PROMPT ::
Only the lines from the one that contains "pub fn report_error(err: &anyhow::Error)" through the final line of the entries should be repeated, exactly as written.

[Extracted records]
-------------------------

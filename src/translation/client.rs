use anyhow::{Context, Result, bail};
use reqwest::{Client, Request};
use serde::Deserialize;

use super::error::ProviderError;
use super::locale::Locale;
use super::record::TranslationRecord;
use super::sign::sign;
use crate::config::Config;

/// Source language marker asking the provider to detect the language.
const AUTO_DETECT: &str = "auto";

/// Response body: either a translation or an error description.
#[derive(Debug, Deserialize)]
#[serde(untagged)]
enum Response {
    Ok(TranslationRecord),
    Err(ProviderError),
}

/// Client for the Baidu Fanyi general translation API.
pub struct TranslationClient {
    client: Client,
    endpoint: String,
    app_id: String,
    secret: String,
    salt: String,
}

impl TranslationClient {
    pub fn new(config: &Config) -> Result<Self> {
        let mut builder = Client::builder();
        if let Some(timeout) = config.timeout {
            builder = builder.timeout(timeout);
        }

        Ok(Self {
            client: builder.build().context("Failed to build HTTP client")?,
            endpoint: config.endpoint.clone(),
            app_id: config.app_id.clone(),
            secret: config.secret.clone(),
            salt: config.salt.clone(),
        })
    }

    /// Translates `text` into `locale`.
    pub async fn translate(&self, text: &str, locale: Locale) -> Result<TranslationRecord> {
        let request = self.build_request(text, locale)?;

        let response = self
            .client
            .execute(request)
            .await
            .with_context(|| format!("Failed to connect to API endpoint: {}", self.endpoint))?;

        let status = response.status();
        let body = response
            .text()
            .await
            .context("Failed to read API response body")?;

        if !status.is_success() {
            bail!("API request failed with status {status}: {body}");
        }

        parse_response(&body)
    }

    fn build_request(&self, text: &str, locale: Locale) -> Result<Request> {
        let signature = sign(&self.app_id, text, &self.salt, &self.secret);

        self.client
            .get(&self.endpoint)
            .query(&[
                ("appid", self.app_id.as_str()),
                ("salt", self.salt.as_str()),
                ("sign", signature.as_str()),
                ("from", AUTO_DETECT),
                ("to", locale.code()),
                ("q", text),
            ])
            .build()
            .with_context(|| format!("Invalid API endpoint: {}", self.endpoint))
    }
}

fn parse_response(body: &str) -> Result<TranslationRecord> {
    let response: Response = serde_json::from_str(body)
        .with_context(|| format!("Failed to parse API response: {body}"))?;

    match response {
        Response::Ok(record) => Ok(record),
        Response::Err(err) => Err(err.into()),
    }
}
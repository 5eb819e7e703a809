use serde::Deserialize;
use std::fmt;

/// Error body returned by the Baidu Fanyi API.
#[derive(Debug, Clone, PartialEq, Eq, Deserialize)]
pub struct ProviderError {
    #[serde(rename = "error_code")]
    pub code: String,
    #[serde(rename = "error_msg", default)]
    pub message: String,
}

impl ProviderError {
    /// Explains an error code.
    ///
    /// Reference: <https://fanyi-api.baidu.com/doc/21>
    pub fn explanation(&self) -> &'static str {
        match self.code.as_str() {
            "52000" => "success",
            "52001" => "request timed out, try again",
            "52002" => "provider system error, try again",
            "52003" => "unauthorized user, check TRANSLATE_APPID and that the service is enabled",
            "54000" => "a required parameter is empty",
            "54001" => "wrong signature, check TRANSLATE_APPID and TRANSLATE_SECRET",
            "54003" => "access frequency limited, slow down",
            "54004" => "insufficient account balance",
            "54005" => "long queries are too frequent, retry after 3s",
            "58000" => "client IP is not allowed for this app id",
            "58001" => "target language direction is not supported",
            "58002" => "the service is currently closed",
            "90107" => "account certification has not passed",
            _ => "unknown error",
        }
    }
}

impl fmt::Display for ProviderError {
    fn fmt(&self, f: &mut fmt::Formatter<'_>) -> fmt::Result {
        write!(
            f,
            "provider error {} ({}): {}",
            self.code,
            self.message,
            self.explanation()
        )
    }
}

impl std::error::Error for ProviderError {}

#[cfg(test)]
mod tests {
    use super::*;

    fn error(code: &str) -> ProviderError {
        ProviderError {
            code: code.to_string(),
            message: "Invalid Sign".to_string(),
        }
    }

    #[test]
    fn test_explanation_known_code() {
        assert!(error("54001").explanation().contains("signature"));
        assert!(error("58001").explanation().contains("not supported"));
    }

    #[test]
    fn test_explanation_unknown_code() {
        assert_eq!(error("99999").explanation(), "unknown error");
    }

    #[test]
    fn test_display_includes_code_and_message() {
        let text = error("54001").to_string();
        assert!(text.contains("54001"));
        assert!(text.contains("Invalid Sign"));
    }
}
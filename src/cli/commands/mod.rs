//! Command implementations.

/// Translation command handler.
pub mod translate;
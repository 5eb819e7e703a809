//! Global output configuration and diagnostics.
//!
//! Translation output goes to stdout. Diagnostics always go to stderr and
//! never change the exit status.

use std::sync::OnceLock;

use crate::ui::Style;

/// Global output configuration.
static OUTPUT_CONFIG: OnceLock<OutputConfig> = OnceLock::new();

/// Output configuration settings.
#[derive(Debug, Clone)]
pub struct OutputConfig {
    /// Disable colored output.
    pub no_color: bool,
}

impl Default for OutputConfig {
    fn default() -> Self {
        Self {
            // https://no-color.org/
            no_color: std::env::var("NO_COLOR").is_ok(),
        }
    }
}

/// Initialize the global output configuration.
///
/// Subsequent calls are ignored.
pub fn init(config: OutputConfig) {
    let _ = OUTPUT_CONFIG.set(config);
}

/// Get the current output configuration.
pub fn config() -> &'static OutputConfig {
    OUTPUT_CONFIG.get_or_init(OutputConfig::default)
}

/// Check if colors are disabled.
pub fn is_no_color() -> bool {
    config().no_color
}

/// Print a warning message to stderr.
#[macro_export]
macro_rules! warn {
    ($($arg:tt)*) => {
        eprintln!($($arg)*);
    };
}

/// Report a non-fatal error on stderr, including its context chain.
pub fn report_error(err: &anyhow::Error) {
    warn!("{} {err:#}", Style::error("error:"));
}

#[cfg(test)]
mod tests {
    use super::*;

    #[test]
    fn test_output_config_default_follows_no_color() {
        let config = OutputConfig::default();
        assert_eq!(config.no_color, std::env::var("NO_COLOR").is_ok());
    }
}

-------------------------

OUTPUT FOR THIS EXERCISE ::
pub fn report_error(err: &anyhow::Error) {
    warn!("{} {err:#}", Style::error("error:"));
}

#[cfg(test)]
mod tests {
    use super::*;

    #[test]
    fn test_output_config_default_follows_no_color() {
        let config = OutputConfig::default();
        assert_eq!(config.no_color, std::env::var("NO_COLOR").is_ok());
    }
}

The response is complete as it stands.